Crowdsourcing Technique Helps Uncover New Obesity Predictors
Try this: ask five hundred people what they believe most contributed from their childhoods to how slim or overweight they are as adults. Could they—the crowd—discover insights into eating behaviors that experts may not have considered?
Apparently, yes.
An international group of researchers, including theUniversity of Vermont’s (UVM) Complex System Center, and Cornell University’s Food and Brand Lab, set up an interactive website to gather information about childhood predictors of adult BMI from the general public.
The scientists discovered that crowdsourcing—everyday people asking and answering questions of each other—could zero-in on predictors of obesity. Some of these were already well documented by experts, like amounts of snacking and exercise, hours of sleep and television watching.
More interesting, the website visitors discovered some intriguing connections that experts hadn’t considered. For example, “parents packing their children’s lunch to school or talking to them about nutrition,” are correlated to a healthier adult weight, but “have not been the subject of extensive research,” the team of scientists wrote in PLOS ONE.
“Obesity is a very well-investigated subject and yet the public was able to find new angles,” says Josh Bongard, PhD, a UVM computer scientist and study coauthor. “The nonexpert might trigger the expert to think along a different line that they haven't tried before. We’re democratizing investigation here.”
Over a two-week period, 532 adults from various English-speaking countries visited the website and supplied their height and weight to determine their BMI. Then they had the chance to pose questions like, “When you were a child…how many times a week were you left alone for longer than an hour?” The volunteers also answered questions posed by other participants—and these answers were analyzed with computer algorithms, looking for a relationship between the factor being questioned and adult BMI.
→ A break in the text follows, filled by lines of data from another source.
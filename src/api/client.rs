use std::time::Duration;

use async_trait::async_trait;
use log::{debug, warn};
use reqwest::Client as HttpClient;
use url::Url;

use crate::api::events;
use crate::api::models::{NewMessageRow, WireConversation, WireMessage};
use crate::error::RepositoryError;
use crate::messaging::{ConversationRepository, ConversationSummary, Message, Subscription};

const CONVERSATION_SELECT: &str =
    "id,peer_name,messages(id,conversation_id,sender_id,sender_name,body,created_at)";

/// Client for the hosted backend's REST and realtime endpoints.
pub struct RestBackend {
    http: HttpClient,
    base_url: Url,
    api_key: String,
    access_token: Option<String>,
    user_id: String,
}

impl RestBackend {
    pub fn new(base_url: &str, api_key: impl Into<String>) -> Result<Self, RepositoryError> {
        Ok(Self {
            http: HttpClient::new(),
            base_url: Url::parse(base_url)?,
            api_key: api_key.into(),
            access_token: None,
            user_id: String::new(),
        })
    }

    /// Replaces the HTTP client with one that gives up after `timeout`.
    pub fn with_timeout(mut self, timeout: Duration) -> Result<Self, RepositoryError> {
        self.http = HttpClient::builder().timeout(timeout).build()?;
        Ok(self)
    }

    /// Own user id; realtime echoes of this user's messages are dropped.
    pub fn with_user(mut self, user_id: impl Into<String>) -> Self {
        self.user_id = user_id.into();
        self
    }

    /// Signed-in session token; falls back to the api key when absent.
    pub fn with_access_token(mut self, token: Option<String>) -> Self {
        self.access_token = token;
        self
    }

    pub fn base_url(&self) -> &Url {
        &self.base_url
    }

    fn rest_base(&self) -> String {
        let trimmed = self.base_url.as_str().trim_end_matches('/');
        if trimmed.ends_with("/rest/v1") {
            trimmed.to_string()
        } else {
            format!("{trimmed}/rest/v1")
        }
    }

    fn with_auth(&self, req: reqwest::RequestBuilder) -> reqwest::RequestBuilder {
        let bearer = self.access_token.as_deref().unwrap_or(&self.api_key);
        req.header("apikey", &self.api_key)
            .header("Authorization", format!("Bearer {bearer}"))
    }

    pub fn conversations_endpoint(&self, user_id: &str) -> Result<Url, RepositoryError> {
        let mut url = Url::parse(&format!("{}/conversations", self.rest_base()))?;
        url.query_pairs_mut()
            .append_pair("select", CONVERSATION_SELECT)
            .append_pair("member_id", &format!("eq.{user_id}"));
        Ok(url)
    }

    pub fn messages_endpoint(&self) -> String {
        format!("{}/messages", self.rest_base())
    }

    /// Reaches the REST root and returns the HTTP status, whatever it is.
    pub async fn ping(&self) -> Result<u16, RepositoryError> {
        let endpoint = format!("{}/", self.rest_base());
        let resp = self.with_auth(self.http.get(&endpoint)).send().await?;
        Ok(resp.status().as_u16())
    }

    async fn checked(
        resp: reqwest::Response,
        endpoint: &str,
    ) -> Result<reqwest::Response, RepositoryError> {
        let status = resp.status();
        if !status.is_success() {
            warn!("{endpoint} answered HTTP {status}");
            return Err(RepositoryError::Status {
                status: status.as_u16(),
                endpoint: endpoint.to_string(),
            });
        }
        Ok(resp)
    }
}

#[async_trait]
impl ConversationRepository for RestBackend {
    async fn fetch_conversations(
        &self,
        user_id: &str,
    ) -> Result<Vec<ConversationSummary>, RepositoryError> {
        let url = self.conversations_endpoint(user_id)?;
        let endpoint = url.to_string();
        let resp = self.with_auth(self.http.get(url)).send().await?;
        let rows: Vec<WireConversation> = Self::checked(resp, &endpoint).await?.json().await?;
        debug!("fetched {} conversations", rows.len());
        Ok(rows.into_iter().map(|row| row.into_summary(user_id)).collect())
    }

    async fn send_message(
        &self,
        conversation_id: &str,
        sender_id: &str,
        text: &str,
    ) -> Result<Message, RepositoryError> {
        let endpoint = self.messages_endpoint();
        let body = NewMessageRow {
            conversation_id,
            sender_id,
            body: text,
        };
        let req = self
            .with_auth(self.http.post(&endpoint))
            .header("Prefer", "return=representation")
            .json(&body);
        let resp = req.send().await?;
        let rows: Vec<WireMessage> = Self::checked(resp, &endpoint).await?.json().await?;
        rows.into_iter()
            .next()
            .map(|row| row.into_message(sender_id))
            .ok_or_else(|| RepositoryError::EmptyResponse(endpoint))
    }

    async fn subscribe(&self, conversation_id: &str) -> Result<Subscription, RepositoryError> {
        let ws_url = events::realtime_url(&self.base_url, &self.api_key)?;
        events::subscribe(ws_url, conversation_id, &self.user_id, self.access_token.clone()).await
    }
}

#[cfg(test)]
mod tests {
    use super::*;

    #[test]
    fn rest_base_is_not_doubled() {
        let plain = RestBackend::new("https://abc.backend.example", "k").unwrap();
        assert_eq!(plain.messages_endpoint(), "https://abc.backend.example/rest/v1/messages");

        let already = RestBackend::new("https://abc.backend.example/rest/v1/", "k").unwrap();
        assert_eq!(already.messages_endpoint(), "https://abc.backend.example/rest/v1/messages");
    }

    #[test]
    fn conversations_query_filters_by_member() {
        let backend = RestBackend::new("https://abc.backend.example", "k").unwrap();
        let url = backend.conversations_endpoint("user-1").unwrap();
        assert_eq!(url.path(), "/rest/v1/conversations");
        let pairs: Vec<(String, String)> = url.query_pairs().into_owned().collect();
        assert!(pairs.contains(&("member_id".into(), "eq.user-1".into())));
        assert!(pairs.iter().any(|(k, v)| k == "select" && v.starts_with("id,peer_name")));
    }

    #[test]
    fn invalid_base_url_is_rejected() {
        assert!(matches!(
            RestBackend::new("not a url", "k"),
            Err(RepositoryError::Url(_))
        ));
    }

    #[tokio::test]
    async fn timeout_client_still_reports_unreachable_backend() {
        let backend = RestBackend::new("http://127.0.0.1:9", "k")
            .unwrap()
            .with_timeout(Duration::from_secs(2))
            .unwrap();
        assert!(matches!(backend.ping().await, Err(RepositoryError::Http(_))));
    }
}
use std::collections::HashMap;

use log::debug;

use super::message::{ConversationKey, Message, MessageId, validate_text};
use crate::error::{MessagingError, Result};

/// In-memory mapping from conversation key to its append-only message list.
///
/// Conversations are created by [`ConversationStore::seed`] and are never removed;
/// messages are only ever appended.
#[derive(Debug, Default)]
pub struct ConversationStore {
    conversations: HashMap<ConversationKey, Vec<Message>>,
    order: Vec<ConversationKey>,
    next_local: u64,
}

impl ConversationStore {
    pub fn new() -> Self {
        Self::default()
    }

    /// Creates `key` with its initial messages. A key that already exists keeps its
    /// current messages and the seed is dropped.
    pub fn seed(&mut self, key: impl Into<ConversationKey>, messages: Vec<Message>) {
        let key = key.into();
        if self.conversations.contains_key(&key) {
            debug!("conversation '{key}' already seeded, keeping existing messages");
            return;
        }
        debug!("seeding conversation '{key}' with {} messages", messages.len());
        self.order.push(key.clone());
        self.conversations.insert(key, messages);
    }

    /// Appends a new message to `key` and returns the updated list, new message last.
    ///
    /// Whitespace-only text is a no-op: the unchanged list comes back and nothing
    /// is reported to the caller.
    pub fn append_message(
        &mut self,
        key: &str,
        text: &str,
        sender: &str,
        is_own: bool,
    ) -> Result<&[Message]> {
        if !self.conversations.contains_key(key) {
            return Err(MessagingError::NotFound(key.into()));
        }
        let text = match validate_text(text) {
            Ok(text) => text,
            Err(err) => {
                debug!("ignoring append to '{key}': {err}");
                return self.get_messages(key);
            }
        };
        self.next_local += 1;
        let message = Message::new(MessageId::local(self.next_local), sender, text, is_own);
        self.push(key, message)
    }

    /// Appends a message that already carries an identity, e.g. one pushed by the
    /// backend. Returns `false` when a blank message was ignored.
    pub fn append_remote(&mut self, key: &str, message: Message) -> Result<bool> {
        if !self.conversations.contains_key(key) {
            return Err(MessagingError::NotFound(key.into()));
        }
        if validate_text(message.text()).is_err() {
            debug!("ignoring empty inbound message {} for '{key}'", message.id());
            return Ok(false);
        }
        self.push(key, message)?;
        Ok(true)
    }

    pub fn get_messages(&self, key: &str) -> Result<&[Message]> {
        self.conversations
            .get(key)
            .map(Vec::as_slice)
            .ok_or_else(|| MessagingError::NotFound(key.into()))
    }

    pub fn contains(&self, key: &str) -> bool {
        self.conversations.contains_key(key)
    }

    /// Conversation keys in the order they were seeded.
    pub fn keys(&self) -> impl Iterator<Item = &ConversationKey> {
        self.order.iter()
    }

    pub fn len(&self) -> usize {
        self.order.len()
    }

    pub fn is_empty(&self) -> bool {
        self.order.is_empty()
    }

    fn push(&mut self, key: &str, message: Message) -> Result<&[Message]> {
        let messages = self
            .conversations
            .get_mut(key)
            .ok_or_else(|| MessagingError::NotFound(key.into()))?;
        debug!("appending {} to '{key}'", message.id());
        messages.push(message);
        Ok(messages.as_slice())
    }
}

#[cfg(test)]
mod tests {
    use super::*;
    use crate::messaging::repository::seed_conversations;

    fn seeded() -> ConversationStore {
        let mut store = ConversationStore::new();
        for summary in seed_conversations() {
            store.seed(summary.peer_name, summary.messages);
        }
        store
    }

    #[test]
    fn append_to_alice_adds_own_message_last() {
        let mut store = seeded();
        assert_eq!(store.get_messages("Alice").unwrap().len(), 3);

        let messages = store
            .append_message("Alice", "Hello Alice, how are you?", "Me", true)
            .unwrap();

        assert_eq!(messages.len(), 4);
        let last = messages.last().unwrap();
        assert_eq!(last.sender(), "Me");
        assert_eq!(last.text(), "Hello Alice, how are you?");
        assert!(last.is_own());
    }

    #[test]
    fn whitespace_append_is_a_no_op() {
        let mut store = seeded();
        let messages = store.append_message("Alice", "   ", "Me", true).unwrap();
        assert_eq!(messages.len(), 3);
    }

    #[test]
    fn append_n_messages_keeps_order_and_flags() {
        let mut store = seeded();
        let keys: Vec<String> = store.keys().map(|k| k.to_string()).collect();
        for key in &keys {
            let before = store.get_messages(key).unwrap().to_vec();
            let inputs = [("one", "Me", true), ("two", "Bob", false), ("three", "Me", true)];
            for (text, sender, own) in inputs {
                store.append_message(key, text, sender, own).unwrap();
            }

            let after = store.get_messages(key).unwrap();
            assert_eq!(after.len(), before.len() + inputs.len());
            assert_eq!(&after[..before.len()], before.as_slice());
            for (message, (text, sender, own)) in after[before.len()..].iter().zip(inputs) {
                assert_eq!(message.text(), text);
                assert_eq!(message.sender(), sender);
                assert_eq!(message.is_own(), own);
            }
        }
    }

    #[test]
    fn local_ids_are_unique_across_conversations() {
        let mut store = seeded();
        let a = store.append_message("Alice", "x", "Me", true).unwrap().last().unwrap().id().clone();
        let j = store.append_message("John", "y", "Me", true).unwrap().last().unwrap().id().clone();
        assert_ne!(a, j);
        assert!(a.is_local() && j.is_local());
    }

    #[test]
    fn unknown_key_is_not_found() {
        let mut store = seeded();
        assert!(matches!(
            store.append_message("Nobody", "hi", "Me", true),
            Err(MessagingError::NotFound(key)) if key.as_str() == "Nobody"
        ));
        assert!(matches!(store.get_messages("Nobody"), Err(MessagingError::NotFound(_))));
    }

    #[test]
    fn reseeding_keeps_existing_messages() {
        let mut store = seeded();
        store.append_message("Mary", "still here", "Me", true).unwrap();
        store.seed("Mary", Vec::new());
        assert_eq!(store.get_messages("Mary").unwrap().len(), 2);
        assert_eq!(store.len(), 3);
    }

    #[test]
    fn keys_follow_seed_order() {
        let store = seeded();
        let keys: Vec<&str> = store.keys().map(ConversationKey::as_str).collect();
        assert_eq!(keys, ["Alice", "John", "Mary"]);
    }

    #[test]
    fn remote_messages_keep_their_identity() {
        let mut store = seeded();
        let inbound = Message::new(MessageId::new("srv-42"), "John", "Rehearsal at 7?", false);
        assert!(store.append_remote("John", inbound.clone()).unwrap());
        assert_eq!(store.get_messages("John").unwrap().last(), Some(&inbound));

        let blank = Message::new(MessageId::new("srv-43"), "John", "  ", false);
        assert!(!store.append_remote("John", blank).unwrap());
        assert_eq!(store.get_messages("John").unwrap().len(), 3);
    }
}
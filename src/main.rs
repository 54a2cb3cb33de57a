use std::io;
use std::path::PathBuf;
use std::process::ExitCode;
use std::sync::Arc;

use bandfam_messaging::app::{self, AppConfig};
use bandfam_messaging::error::SessionError;
use bandfam_messaging::ui::{login, main_window::Session};
use clap::Parser;
use log::error;
use tracing_subscriber::EnvFilter;

/// Terminal messaging client for theBandFam
#[derive(Parser, Debug)]
#[command(name = "bandfam")]
#[command(version, about, long_about = None)]
pub struct Args {
    /// Use the built-in sample conversations instead of the backend
    #[arg(long)]
    pub offline: bool,

    /// Config file (defaults to <config dir>/bandfam.toml)
    #[arg(long, env = "BANDFAM_CONFIG")]
    pub config: Option<PathBuf>,
}

fn run(args: Args) -> Result<(), SessionError> {
    let config_path = args.config.or_else(AppConfig::default_path);
    let mut config = AppConfig::load(config_path.as_deref());
    if args.offline {
        config.offline = true;
    }

    let stdin = io::stdin();
    let mut input = stdin.lock();
    let mut out = io::stdout().lock();
    if !config.offline && !config.is_configured() {
        config = login::prompt_setup(&mut input, &mut out, config, config_path.as_deref())?;
    }

    let repository = Arc::from(app::open_repository(&config)?);
    let mut session = Session::mount(repository, config.identity())?;
    session.run(&mut input, &mut out)
}

fn main() -> ExitCode {
    let args = Args::parse();

    tracing_subscriber::fmt()
        .with_env_filter(EnvFilter::from_default_env())
        .with_writer(io::stderr)
        .init();

    match run(args) {
        Ok(()) => ExitCode::SUCCESS,
        Err(err) => {
            error!("{err}");
            ExitCode::FAILURE
        }
    }
}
“The most highly correlated question was: Did your parents encourage you to clean your plate?” says Paul Hines, PhD, a coauthor and professor in UVM’s College of Engineering and Mathematical Sciences. “If your parents had forced you to eat everything on your plate as a child, then you're more likely to be overweight as an adult.”
In contrast, Bongard says, “If your parents packed a lunch for you when you were a child, you tend to be of a healthier weight as an adult.”
Bongard and Hines are quick to distinguish statistical correlations from the actual causes of obesity. “Correlation does not imply causation,” Bongard says, invoking a basic rule of science. “This is all correlation. But it makes you think about causation. And immediately ask why?”
The submitted questions ranged over the participants’ childhood experiences, including home environment, psychological well-being, lifestyle, the building they lived in and family history. Adult visitors to the website who had a healthy weight reported having the following childhood experiences in common: their families prepared meals using fresh ingredients; their parents talked with them about nutrition; they frequently engaged in outdoor physical activity with their families; they slept a healthy amount on weeknights; and they had many friends.
In contrast, visitors who were overweight reported having the following childhood experiences in common: food was used as a reward or punishment in their home; they had obese parents or grandparents; they drank juice and soda more than water; their parents restricted their food intake; and they were bullied by peers.
“Interestingly, two specific dimensions came up that might need more attention; that is, whether the family primarily prepared meals using fresh ingredients and whether children drank juice or soda instead of water,” the new study noted. “Although it has been shown that soda consumption is related to overweight, the specific way the question is asked by comparison to water drinking frequency might be more diagnostic.”
The new study flows from long-term obesity research by the Cornell Food and Brand Lab, led by coauthor Brian Wansink, PhD. In 2012, he read a paper written by Bongard and Hines. There, they reported on how they had created a new crowdsourcing tool to test research questions that experts might not have thought of. One of their preliminary experiments—using a public website—was an exploration of body weight.
Visitors to that site came up with the question: “Do you think of yourself as overweight?” And, no surprise, that proved to be the question with the most power to predict people’s body weight. But some questions posed by the volunteers were less obvious. “We had some eye-openers,” Bongard says. “How often do you masturbate a month?” might not be the first question asked by weight-loss experts, but it proved to be the second-most-predictive question of the volunteer’s self-reported weights—more predictive than “How often do you eat during a day?”
This unexpected result got the attention of Wansink and his team and soon they were collaborating with the UVM scientists on the new study.
“Our main goal is to get beyond any one domain—BMI or energy use or smoking or financial health—to make this a general tool,” says UVM’s Bongard. “In the future, we want you to be able to download the tools to make a website like this and configure it for the issue that you're interested in. Ultimately, this is about trying to empower the individual to study whatever they are interested in.”